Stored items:
use std::path::{Path, PathBuf};

use crate::error::{SinkError, SinkResult};
use crate::types::{Chunk, Schema, Value};

use super::staged::StagedFile;
use super::{OutputEncoding, ReportSink, check_chunk};

/// Delimited text output: a header row, then one record per row. Null is an empty field.
pub struct CsvSink {
    writer: csv::Writer<StagedFile>,
    schema: Schema,
    record: Vec<String>,
}

impl CsvSink {
    pub fn create(path: &Path, schema: &Schema) -> SinkResult<Self> {
        let mut writer = csv::Writer::from_writer(StagedFile::create(path)?);
        writer.write_record(schema.field_names())?;
        Ok(Self {
            writer,
            schema: schema.clone(),
            record: Vec::with_capacity(schema.len()),
        })
    }
}

impl ReportSink for CsvSink {
    fn encoding(&self) -> OutputEncoding {
        OutputEncoding::Csv
    }

    fn write_chunk(&mut self, chunk: &Chunk) -> SinkResult<()> {
        check_chunk(&self.schema, chunk)?;
        for row in &chunk.rows {
            self.record.clear();
            self.record.extend(row.iter().map(csv_field));
            self.writer.write_record(&self.record)?;
        }
        self.writer.flush()?;
        Ok(())
    }

    fn finish(self: Box<Self>) -> SinkResult<PathBuf> {
        let staged = self
            .writer
            .into_inner()
            .map_err(|e| SinkError::Io(e.into_error()))?;
        staged.persist()
    }
}

fn csv_field(v: &Value) -> String {
    match v {
        Value::Float64(f) if f.is_nan() => String::new(),
        other => other.to_string(),
    }
}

What to produce | Reproduce every entry above so that each one matches its source exactly.

Task solution |
use std::path::{Path, PathBuf};

use crate::error::{SinkError, SinkResult};
use crate::types::{Chunk, Schema, Value};

use super::staged::StagedFile;
use super::{OutputEncoding, ReportSink, check_chunk};

/// Delimited text output: a header row, then one record per row. Null is an empty field.
pub struct CsvSink {
    writer: csv::Writer<StagedFile>,
    schema: Schema,
    record: Vec<String>,
}

impl CsvSink {
    pub fn create(path: &Path, schema: &Schema) -> SinkResult<Self> {
        let mut writer = csv::Writer::from_writer(StagedFile::create(path)?);
        writer.write_record(schema.field_names())?;
        Ok(Self {
            writer,
            schema: schema.clone(),
            record: Vec::with_capacity(schema.len()),
        })
    }
}

impl ReportSink for CsvSink {
    fn encoding(&self) -> OutputEncoding {
        OutputEncoding::Csv
    }

    fn write_chunk(&mut self, chunk: &Chunk) -> SinkResult<()> {
        check_chunk(&self.schema, chunk)?;
        for row in &chunk.rows {
            self.record.clear();
            self.record.extend(row.iter().map(csv_field));
            self.writer.write_record(&self.record)?;
        }
        self.writer.flush()?;
        Ok(())
    }

    fn finish(self: Box<Self>) -> SinkResult<PathBuf> {
        let staged = self
            .writer
            .into_inner()
            .map_err(|e| SinkError::Io(e.into_error()))?;
        staged.persist()
    }
}

fn csv_field(v: &Value) -> String {
    match v {
        Value::Float64(f) if f.is_nan() => String::new(),
        other => other.to_string(),
    }
}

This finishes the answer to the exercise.